I shook off that old ache.

“My other theory has to do with my god,” Herne continued thoughtfully. “The Hunter isn’t weak. He’s the spirit of the hunt. He came into existence on the Earth plane and he must return from time to time. He’s connected to the plane on a base level. You see, Zoey, the non-corporeal gods who stayed behind all had a deep connection to something on the Earth plane. The Hunter is connected to the forest and the predators of this plane. Bris is connected to the fields and the women of the Earth plane. Arawn is probably more connected than any of the others.”

Now I found that name in my brain’s repository and I sent a startled look to the faery. “The Welsh god Arawn is in the Unseelie sithein? The death god?”

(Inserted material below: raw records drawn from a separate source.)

pub mod consts;
pub mod display;
pub mod error;
pub mod io;
pub mod pipeline;
pub mod raster;
pub mod wavelet;
use std::str::FromStr;

use serde::{Deserialize, Serialize};

use crate::error::FitswaveError;

const FRAC_1_SQRT_2: f64 = std::f64::consts::FRAC_1_SQRT_2;

const HAAR_LO: [f64; 2] = [FRAC_1_SQRT_2, FRAC_1_SQRT_2];
const HAAR_HI: [f64; 2] = [-FRAC_1_SQRT_2, FRAC_1_SQRT_2];

const DB2_LO: [f64; 4] = [
    -0.12940952255092145,
    0.22414386804185735,
    0.836516303737469,
    0.48296291314469025,
];
const DB2_HI: [f64; 4] = [
    -0.48296291314469025,
    0.836516303737469,
    -0.22414386804185735,
    -0.12940952255092145,
];

const DB4_LO: [f64; 8] = [
    -0.010597401784997278,
    0.032883011666982945,
    0.030841381835986965,
    -0.18703481171888114,
    -0.02798376941698385,
    0.6308807679295904,
    0.7148465705525415,
    0.23037781330885523,
];
const DB4_HI: [f64; 8] = [
    -0.23037781330885523,
    0.7148465705525415,
    -0.6308807679295904,
    -0.02798376941698385,
    0.18703481171888114,
    0.030841381835986965,
    -0.032883011666982945,
    -0.010597401784997278,
];

const BIOR22_LO: [f64; 6] = [
    0.0,
    -0.1767766952966369,
    0.3535533905932738,
    1.0606601717798214,
    0.3535533905932738,
    -0.1767766952966369,
];
const BIOR22_HI: [f64; 6] = [
    0.0,
    0.3535533905932738,
    -0.7071067811865476,
    0.3535533905932738,
    0.0,
    0.0,
];

const BIOR33_LO: [f64; 8] = [
    0.06629126073623882,
    -0.19887378220871646,
    -0.15467960838455727,
    0.9943689110435825,
    0.9943689110435825,
    -0.15467960838455727,
    -0.19887378220871646,
    0.06629126073623882,
];
const BIOR33_HI: [f64; 8] = [
    0.0,
    0.0,
    -0.1767766952966369,
    0.5303300858899107,
    -0.5303300858899107,
    0.1767766952966369,
    0.0,
    0.0,
];

/// Supported analysis filter pairs for the 2D decomposition.
///
/// Names follow the usual wavelet-family notation and are parsed
/// case-insensitively: `haar` (also `db1`, `bior1.1`), `db2`, `db4`,
/// `bior2.2`, `bior3.3`.
#[derive(Clone, Copy, Debug, PartialEq, Eq, Hash, Serialize, Deserialize)]
#[serde(try_from = "String", into = "String")]
pub enum WaveletKind {
    Haar,
    Db2,
    Db4,
    Bior2_2,
    Bior3_3,
}

impl Default for WaveletKind {
    fn default() -> Self {
        Self::Bior3_3
    }
}

impl WaveletKind {
    pub const ALL: [WaveletKind; 5] = [
        Self::Haar,
        Self::Db2,
        Self::Db4,
        Self::Bior2_2,
        Self::Bior3_3,
    ];

    /// Canonical lowercase name.
    pub fn name(&self) -> &'static str {
        match self {
            Self::Haar => "haar",
            Self::Db2 => "db2",
            Self::Db4 => "db4",
            Self::Bior2_2 => "bior2.2",
            Self::Bior3_3 => "bior3.3",
        }
    }

    /// Analysis low-pass (scaling) filter.
    pub fn dec_lo(&self) -> &'static [f64] {
        match self {
            Self::Haar => &HAAR_LO,
            Self::Db2 => &DB2_LO,
            Self::Db4 => &DB4_LO,
            Self::Bior2_2 => &BIOR22_LO,
            Self::Bior3_3 => &BIOR33_LO,
        }
    }

    /// Analysis high-pass (wavelet) filter.
    pub fn dec_hi(&self) -> &'static [f64] {
        match self {
            Self::Haar => &HAAR_HI,
            Self::Db2 => &DB2_HI,
            Self::Db4 => &DB4_HI,
            Self::Bior2_2 => &BIOR22_HI,
            Self::Bior3_3 => &BIOR33_HI,
        }
    }

    pub fn filter_len(&self) -> usize {
        self.dec_lo().len()
    }

    /// Recommended depth for an axis of `len` samples:
    /// `floor(log2(len / (F - 1)))`. Deeper levels still run, with a warning.
    pub fn max_level(&self, len: usize) -> usize {
        let span = self.filter_len() - 1;
        if len < span {
            return 0;
        }
        (len as f64 / span as f64).log2().floor() as usize
    }
}

impl std::fmt::Display for WaveletKind {
    fn fmt(&self, f: &mut std::fmt::Formatter<'_>) -> std::fmt::Result {
        write!(f, "{}", self.name())
    }
}

impl FromStr for WaveletKind {
    type Err = FitswaveError;

    fn from_str(s: &str) -> Result<Self, Self::Err> {
        match s.trim().to_ascii_lowercase().as_str() {
            "haar" | "db1" | "bior1.1" => Ok(Self::Haar),
            "db2" => Ok(Self::Db2),
            "db4" => Ok(Self::Db4),
            "bior2.2" => Ok(Self::Bior2_2),
            "bior3.3" => Ok(Self::Bior3_3),
            _ => Err(FitswaveError::UnknownWavelet(s.to_string())),
        }
    }
}

impl TryFrom<String> for WaveletKind {
    type Error = FitswaveError;

    fn try_from(value: String) -> Result<Self, Self::Error> {
        value.parse()
    }
}

impl From<WaveletKind> for String {
    fn from(kind: WaveletKind) -> Self {
        kind.name().to_string()
    }
}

Herne nodded as though he was just a guy he hung out with, not a person who used to be the Lord of all things Dead. “Oh, yes, his host is my best friend. He’s a funny man. Not at all what you would expect the death god’s host to be. But my point is he needs humans the same way Bris needs the fields of his birth and the Hunter needs his forests. Perhaps we stayed behind because we were more connected to the Earth plane.”

It made sense. What good could a death god be if he was always surrounded by the immortal? Herne was proving to be a veritable fount of knowledge and I was curious. I had questions I hadn’t gotten around to asking Dev about the god who now shared his body and our bed. “Did you choose the Hunter?”

“Oh, no,” he replied. “A host does not choose his god. We open ourselves and if our magic is compatible, then we’re accepted. There is a ceremony, but it changes from god to god. My ceremony was a hunt. I tracked a mountain troll who’d gone insane and begun to kill for no reason. We fought for days, but I was victorious. I cut out its heart and when I feasted, the Hunter came into me.”

“Eww, that’s way grosser than what Dev had to do.” What Dev had to do had been me.

Herne’s smile was all masculine appreciation now. “Yes, well, we can’t all be that lucky. You should have had an Unseelie witness, you know. He’s our priest, as well. I heard Devinshea’s challenge was a pleasant experience for all concerned. Though you should know, it wasn’t your technique that tempted the fertility god to inhabit Dev.”

“What do you think attracted Bris?” The way I understood it, it was Dev’s magic that called to the fertility god, but I was certainly interested in hearing what Herne thought.